All the conditions are right, in other words, for another hacking, coughing, itchy-eyed August – and that’s what awaits the lucky ones who aren’t directly in the path of fire. The key factors determining how bad this year will be are, as always, how much lightning and human idiocy we’ll have. We usually run a surplus on the idiocy.

Though there is variability year-to-year in wildfire seasons, the U.S. has experienced a sharp increase in acreage burned in recent years. The top five worst wildfire seasons since 1960, in terms of acres burned, have come since 2006; the total burned topped 10 million acres in both 2017 and 2015, according to the Congressional Research Service.

In the 1980s and ’90s, it was not unusual to see fire seasons that burned 1 million or 2 million acres; 5 million was a bad year in that era.

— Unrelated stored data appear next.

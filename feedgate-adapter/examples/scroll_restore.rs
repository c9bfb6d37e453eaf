// Example: leave a feed, come back, and restore scroll depth + position.
//
// The host flow is:
// 1) on navigation-away, record {anchor item, pixel offset, loaded depth}
// 2) on re-entry, take the snapshot and begin a restoration episode
// 3) each frame, describe what you observe and apply the returned command
use feedgate::{FeedItem, FeedSource, LiveMerge};
use feedgate_adapter::{
    MemorySnapshotStore, Navigator, RestoreCommand, RestoreController, RestoreOptions,
    RestoreView, ScrollSnapshot, canonical_location_key,
};

fn note(id: u64) -> FeedItem<u64> {
    FeedItem {
        id,
        parent_path: vec![0],
        author: vec![9],
        created_at: 1_000_000 - id,
    }
}

fn main() {
    let mut next_id = 0u64;
    let mut src = LiveMerge::new(move |n| {
        let page: Vec<_> = (0..n)
            .map(|_| {
                next_id += 1;
                note(next_id)
            })
            .collect();
        Ok(page)
    });

    // The user had scrolled 60 items deep, anchored on item 55.
    let key = canonical_location_key("/feed", &[("t", "7d")], &[]);
    let mut nav = Navigator::new(MemorySnapshotStore::new());
    nav.leave(
        &key,
        None,
        ScrollSnapshot {
            root_id: 0u64,
            anchor_id: 55,
            offset_px: 120,
            loaded_until: 60,
        },
    );

    // Re-entry: only the first page is loaded so far.
    src.load_more(10);
    let snapshot = nav.take(&key, None).expect("snapshot saved on leave");
    let mut restore = RestoreController::new(RestoreOptions::new());
    restore.begin(snapshot.clone(), src.iterator_id(), 0);

    let mut now = 0u64;
    let mut scroll_px = 0i64;
    while restore.is_restoring() {
        now += 16; // one frame
        let anchor_present = src.items().iter().any(|it| it.id == snapshot.anchor_id);
        let view = RestoreView {
            item_count: src.items().len(),
            anchor_present,
            anchor_visible: anchor_present,
            // A real host measures the rendered element; we fake convergence.
            anchor_offset_px: anchor_present.then_some(snapshot.offset_px + 300 - scroll_px),
            iterator_id: src.iterator_id(),
        };
        match restore.tick(&view, now) {
            RestoreCommand::Wait => {}
            RestoreCommand::LoadMore(n) => {
                println!("t={now}ms load_more({n})");
                let grew = src.load_more(n);
                restore.on_load_result(grew);
            }
            RestoreCommand::ScrollBy(delta) => {
                println!("t={now}ms scroll_by({delta}px)");
                scroll_px += delta;
            }
            RestoreCommand::Finish => {
                println!("t={now}ms restored: {} items, scroll {scroll_px}px", src.items().len());
            }
        }
    }
}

Though last year’s acreage (8.7 million) was down slightly from recent peaks, it was the most expensive year on record for fire suppression efforts by the Forest Service and Department of Interior, at more than $3 million.

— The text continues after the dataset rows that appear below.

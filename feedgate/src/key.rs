#[cfg(not(feature = "std"))]
use alloc::collections::BTreeSet;
#[cfg(feature = "std")]
use std::collections::HashSet;

#[cfg(feature = "std")]
pub(crate) type KeySet<K> = HashSet<K>;
#[cfg(not(feature = "std"))]
pub(crate) type KeySet<K> = BTreeSet<K>;

/// Bound for item identity keys.
///
/// With `std`, identity sets are hash-based; without it, ordered sets.
#[cfg(feature = "std")]
pub trait FeedKey: core::hash::Hash + Eq + Clone {}
#[cfg(feature = "std")]
impl<K: core::hash::Hash + Eq + Clone> FeedKey for K {}

#[cfg(not(feature = "std"))]
pub trait FeedKey: Ord + Clone {}
#[cfg(not(feature = "std"))]
impl<K: Ord + Clone> FeedKey for K {}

Meanwhile, state firefighters answered more calls for blazes than any other year but 2009, according to the Department of Natural Resources, which asked the Legislature to double its budget in the upcoming biennium.

“Smoke from (last) year’s fires at times gave Washington the worst air quality in the world,” the DNR said in a report on its budget request for the next two years, “and numerous fires forced families to evacuate their homes.”

The underlying reasons are well-known. Climate change has brought hotter temperatures on average, drying out the forest fuels as well as changing what is growing in our forests; and there are more forest fuels – undergrowth and grasses – in the woods as a result of changes in forestry practices.

A study published in 2016 in the journal Proceedings of the National Academy of Sciences concluded that human-caused climate change has been responsible for doubling the area that has been burned by wildfires in the past three decades. A University of Idaho professor, John Abatzoglou, was a co-author. The study said that, since 1984, higher temperatures and the resulting forest aridity caused fires to spread over 16,000 more square miles (10,240,000 acres) than they would have without the warming.

Our future isn’t looking any more clear-skied.

“No matter how hard we try, the fires are going to keep getting bigger, and the reason is really clear,” said Park Williams, a Columbia University bioclimatologist who was Abatzoglou’s co-author, in an interview at Columbia’s Earth Institute website. “Climate is really running the show in terms of what burns. We should be getting ready for bigger fire years than those familiar to previous generations.”

Bigger fires, more smoke, increasingly tubercular Augusts.

Put it on the calendar. It’s our new fifth season.